After downloading the data, the folder structure should look something like this (note that at this point, the yaml configuration files are probably not present, but we will make them during this tutorial, alternatively you can download them from the project repository):

eir_tutorials/a_using_eir/04_pretrained_sequence_tutorial/
├── conf
│   ├── 04_imdb_globals.yaml
│   ├── 04_imdb_input.yaml
│   ├── 04_imdb_input_longformer.yaml
│   ├── 04_imdb_input_tiny-bert.yaml
│   ├── 04_imdb_input_windowed.yaml
│   └── 04_imdb_output.yaml
└── data
    └── IMDB
        ├── IMDB_Reviews
        ├── conf
        ├── imdb.vocab
        └── imdb_labels.csv

First we will use the built-in transformer model in EIR, just to establish a baseline.
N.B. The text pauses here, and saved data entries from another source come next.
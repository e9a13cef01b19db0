use clap::{CommandFactory, Parser};
use serde::{Deserialize, Serialize};
use std::collections::BTreeSet;
use std::io;
use std::path::{Path, PathBuf};

use crate::error::{Result, ViewsError};
use crate::models::ChartOrientation;
use crate::time_utils::TimezoneHandler;

/// Client identifier sent as `User-Agent` on every request.
pub const DEFAULT_USER_AGENT: &str = concat!(
    "wikiviews/",
    env!("CARGO_PKG_VERSION"),
    " (Wikipedia pageview report)"
);

/// MediaWiki action API serving `list=usercontribs`.
pub const DEFAULT_API_URL: &str = "https://en.wikipedia.org/w/api.php";

/// Wikimedia REST base for per-article pageview series.
pub const DEFAULT_METRICS_URL: &str =
    "https://wikimedia.org/api/rest_v1/metrics/pageviews/per-article";

// ── Settings (CLI) ─────────────────────────────────────────────────────────────

/// Total Wikipedia pageviews for every page a user has edited
#[derive(Parser, Debug, Clone)]
#[command(
    name = "wikiviews",
    about = "Total Wikipedia pageviews for every page a user has edited",
    version
)]
pub struct Settings {
    /// Username whose contributions are reported (remembered between runs)
    #[arg(long)]
    pub user: Option<String>,

    /// Page title to leave out of the report (repeatable)
    #[arg(long = "exclude", value_name = "TITLE")]
    pub exclude: Vec<String>,

    /// Wikimedia project the pageviews are counted on
    #[arg(long, default_value = "en.wikipedia.org")]
    pub project: String,

    /// MediaWiki action API endpoint
    #[arg(long, default_value = DEFAULT_API_URL)]
    pub api_url: String,

    /// Per-article pageviews endpoint
    #[arg(long, default_value = DEFAULT_METRICS_URL)]
    pub metrics_url: String,

    /// Access method counted
    #[arg(long, default_value = "all-access", value_parser = ["all-access", "desktop", "mobile-app", "mobile-web"])]
    pub access: String,

    /// Agent class counted ("user" for human readers only)
    #[arg(long, default_value = "all-agents", value_parser = ["all-agents", "user", "spider", "automated"])]
    pub agent: String,

    /// User-Agent header sent with every request
    #[arg(long, default_value = DEFAULT_USER_AGENT)]
    pub user_agent: String,

    /// Pause between remote requests in milliseconds
    #[arg(long, default_value = "500")]
    pub request_delay_ms: u64,

    /// HTTP timeout in seconds (1-600)
    #[arg(long, default_value = "30", value_parser = clap::value_parser!(u64).range(1..=600))]
    pub timeout_secs: u64,

    /// Directory for pageviews.csv, line_graph_data.csv and the charts
    #[arg(long, default_value = ".")]
    pub output_dir: PathBuf,

    /// Render the bar chart of the top pages
    #[arg(long)]
    pub bar_chart: bool,

    /// Record today's total and render the line chart of totals over time
    #[arg(long, requires = "bar_chart")]
    pub line_chart: bool,

    /// Ask before each chart instead of using --bar-chart / --line-chart
    #[arg(long)]
    pub interactive: bool,

    /// Bar chart orientation
    #[arg(long, default_value = "vertical", value_parser = ["vertical", "horizontal"])]
    pub orientation: String,

    /// Number of pages shown in the bar chart (1-100)
    #[arg(long, default_value = "20", value_parser = clap::value_parser!(u32).range(1..=100))]
    pub top: u32,

    /// Timezone used to date history rows (auto-detected if not specified)
    #[arg(long, default_value = "auto")]
    pub timezone: String,

    /// Logging level
    #[arg(long, default_value = "INFO", value_parser = ["DEBUG", "INFO", "WARNING", "ERROR", "CRITICAL"])]
    pub log_level: String,

    /// Log file path
    #[arg(long)]
    pub log_file: Option<PathBuf>,

    /// Enable debug logging
    #[arg(long)]
    pub debug: bool,

    /// Clear saved configuration
    #[arg(long)]
    pub clear: bool,
}

// ── LastUsedParams ─────────────────────────────────────────────────────────────

/// Report parameters remembered between runs in `~/.wikiviews/last_used.json`.
///
/// Only the "who and what" of a report is remembered; endpoints, delays and
/// output locations are per-invocation.
#[derive(Debug, Serialize, Deserialize, Default, Clone)]
#[serde(default)]
pub struct LastUsedParams {
    #[serde(skip_serializing_if = "Option::is_none")]
    pub user: Option<String>,
    #[serde(skip_serializing_if = "Option::is_none")]
    pub exclude: Option<Vec<String>>,
    #[serde(skip_serializing_if = "Option::is_none")]
    pub project: Option<String>,
    #[serde(skip_serializing_if = "Option::is_none")]
    pub access: Option<String>,
    #[serde(skip_serializing_if = "Option::is_none")]
    pub agent: Option<String>,
    #[serde(skip_serializing_if = "Option::is_none")]
    pub orientation: Option<String>,
    #[serde(skip_serializing_if = "Option::is_none")]
    pub timezone: Option<String>,
}

impl LastUsedParams {
    /// `~/.wikiviews/last_used.json`, or `./.wikiviews/...` without a home
    /// directory.
    pub fn config_path() -> PathBuf {
        let home = dirs::home_dir().unwrap_or_else(|| PathBuf::from("."));
        Self::config_path_in(&home)
    }

    /// Same layout under an arbitrary base directory.
    pub fn config_path_in(base_dir: &Path) -> PathBuf {
        base_dir.join(".wikiviews").join("last_used.json")
    }

    pub fn load() -> Self {
        Self::load_from(&Self::config_path())
    }

    /// Read params from `path`. A missing or unreadable file yields the
    /// empty set; nothing here is worth failing a run over.
    pub fn load_from(path: &Path) -> Self {
        match std::fs::read_to_string(path) {
            Ok(raw) => serde_json::from_str(&raw).unwrap_or_else(|e| {
                tracing::debug!(path = %path.display(), error = %e, "ignoring unreadable last-used file");
                Self::default()
            }),
            Err(_) => Self::default(),
        }
    }

    pub fn save(&self) -> io::Result<()> {
        self.save_to(&Self::config_path())
    }

    /// Write to a sibling `.tmp` file and rename it over `path`, so a
    /// reader never sees half a document.
    pub fn save_to(&self, path: &Path) -> io::Result<()> {
        if let Some(dir) = path.parent() {
            std::fs::create_dir_all(dir)?;
        }
        let body = serde_json::to_vec_pretty(self).map_err(io::Error::other)?;
        let staging = path.with_extension("json.tmp");
        std::fs::write(&staging, body)?;
        std::fs::rename(&staging, path)
    }

    pub fn clear() -> io::Result<()> {
        Self::clear_at(&Self::config_path())
    }

    /// Remove the file at `path`; absence is not an error.
    pub fn clear_at(path: &Path) -> io::Result<()> {
        match std::fs::remove_file(path) {
            Err(e) if e.kind() == io::ErrorKind::NotFound => Ok(()),
            other => other,
        }
    }
}

// ── Settings impl ──────────────────────────────────────────────────────────────

impl Settings {
    /// Parse the process arguments against the default last-used file.
    pub fn load_with_last_used() -> Self {
        Self::load_with_last_used_impl(std::env::args_os().collect(), &LastUsedParams::config_path())
    }

    /// Parse `args`, fill every remembered option the command line left at
    /// its default from `config_path`, resolve `auto` values and write the
    /// merged parameters back.
    ///
    /// With `--clear` the file is deleted and nothing is remembered or
    /// saved for this run.
    pub fn load_with_last_used_impl(args: Vec<std::ffi::OsString>, config_path: &Path) -> Self {
        let matches = Settings::command().get_matches_from(args.clone());
        let mut settings = Settings::parse_from(args);

        if settings.clear {
            if let Err(e) = LastUsedParams::clear_at(config_path) {
                tracing::warn!(error = %e, "could not delete last-used file");
            }
            return Self::resolve_auto_values(settings);
        }

        let last = LastUsedParams::load_from(config_path);

        if settings.user.is_none() {
            settings.user = last.user;
        }
        remember(&matches, "exclude", &mut settings.exclude, last.exclude);
        remember(&matches, "project", &mut settings.project, last.project);
        remember(&matches, "access", &mut settings.access, last.access);
        remember(&matches, "agent", &mut settings.agent, last.agent);
        remember(&matches, "orientation", &mut settings.orientation, last.orientation);
        remember(&matches, "timezone", &mut settings.timezone, last.timezone);

        let settings = Self::resolve_auto_values(settings);

        if let Err(e) = LastUsedParams::from(&settings).save_to(config_path) {
            tracing::warn!(error = %e, "could not save last-used parameters");
        }

        settings
    }

    /// Replace `auto` timezone with the detected one and unknown names with
    /// UTC. `--debug` wins over `--log-level`.
    fn resolve_auto_values(mut settings: Settings) -> Settings {
        if settings.timezone == "auto" {
            settings.timezone = crate::time_utils::get_system_timezone();
        } else if !TimezoneHandler::validate_timezone(&settings.timezone) {
            tracing::warn!(timezone = %settings.timezone, "unknown timezone, using UTC");
            settings.timezone = "UTC".to_string();
        }
        if settings.debug {
            settings.log_level = "DEBUG".to_string();
        }
        settings
    }

    /// The configured username, or a configuration error when none was
    /// given on this run or any previous one.
    pub fn username(&self) -> Result<&str> {
        match self.user.as_deref().map(str::trim) {
            Some(user) if !user.is_empty() => Ok(user),
            _ => Err(ViewsError::Config(
                "no username given; pass --user <NAME>".to_string(),
            )),
        }
    }

    /// Titles that must never appear in the report.
    pub fn exclusion_set(&self) -> BTreeSet<String> {
        self.exclude.iter().cloned().collect()
    }

    /// Parsed bar chart orientation.
    pub fn chart_orientation(&self) -> ChartOrientation {
        ChartOrientation::from_name(&self.orientation)
    }
}

impl From<&Settings> for LastUsedParams {
    fn from(s: &Settings) -> Self {
        LastUsedParams {
            user: s.user.clone(),
            exclude: Some(s.exclude.clone()),
            project: Some(s.project.clone()),
            access: Some(s.access.clone()),
            agent: Some(s.agent.clone()),
            orientation: Some(s.orientation.clone()),
            timezone: Some(s.timezone.clone()),
        }
    }
}

/// Overwrite `slot` with the remembered value unless `arg` was typed on
/// the command line.
fn remember<T>(matches: &clap::ArgMatches, arg: &str, slot: &mut T, saved: Option<T>) {
    let typed = matches.value_source(arg) == Some(clap::parser::ValueSource::CommandLine);
    if let (false, Some(value)) = (typed, saved) {
        *slot = value;
    }
}

// ── Tests ──────────────────────────────────────────────────────────────────────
As always, configurations first!

04_imdb_globals.yaml

output_folder: eir_tutorials/tutorial_runs/a_using_eir/tutorial_04_imdb_run
valid_size: 0.10
n_saved_models: 1
checkpoint_interval: 500
sample_interval: 500
early_stopping_patience: 5
memory_dataset: true
n_epochs: 25
mixing_alpha: 0.2
device: "mps"
dataloader_workers: 0

Note

Training these sequence models can take quite some time if one is using a laptop. If possible, try using a system with a GPU available! If not, set the device setting to ‘cpu’.

Note

You might notice that we have a new configuration in our global config, mixing_alpha. The parameter controls the level of Mixup, a really cool data augmentation which is included in the framework, and is automatically applied to all input modalities (genotype, tabular, sequence, images, binary data) when set in the global configuration.

04_imdb_input.yaml

input_info:
  input_source: eir_tutorials/a_using_eir/04_pretrained_sequence_tutorial/data/IMDB/IMDB_Reviews
  input_name: imdb_reviews
  input_type: sequence

input_type_info:
        sampling_strategy_if_longer: "uniform"
        max_length: 128
        split_on: " "
        min_freq: 10
        tokenizer: "basic_english"
        tokenizer_language: "en"

model_config:
        model_type: sequence-default
        embedding_dim: 32
        position: embed
        pool: avg
        model_init_config:
          num_heads: 2
          dropout: 0.2

04_imdb_output.yaml

output_info:
  output_source: eir_tutorials/a_using_eir/03_sequence_tutorial/data/IMDB/imdb_labels.csv
  output_name: imdb_output
  output_type: tabular

output_type_info:
  target_cat_columns:
    - Sentiment

As before, we do our training with the following command:

eirtrain \
--global_configs eir_tutorials/a_using_eir/04_pretrained_sequence_tutorial/conf/04_imdb_globals.yaml \
--input_configs eir_tutorials/a_using_eir/04_pretrained_sequence_tutorial/conf/04_imdb_input.yaml \
--output_configs eir_tutorials/a_using_eir/04_pretrained_sequence_tutorial/conf/04_imdb_output.yaml

Checking the accuracy, we see:

../../_images/04_imdb_training_curve_ACC_transformer_1.png

A little better than what we saw in the 03 – Sequence Tutorial: Movie Reviews and Peptides, which makes sense as here we are using longer sequences and more data augmentation. In any case, now we have a nice little baseline to compare to!

B - Local Transformer

Transformer models are notorious for being quite expensive to train computationally, both when it comes to memory and raw compute. The main culprit is the quadratic increase w.r.t. input length. One relatively straightforward way to get around this is not looking at the full sequence at once, but rather in parts (kind of like a convolution). This functionality is included by default and can be controlled with the window_size parameter of the input_type_info field when training sequence models.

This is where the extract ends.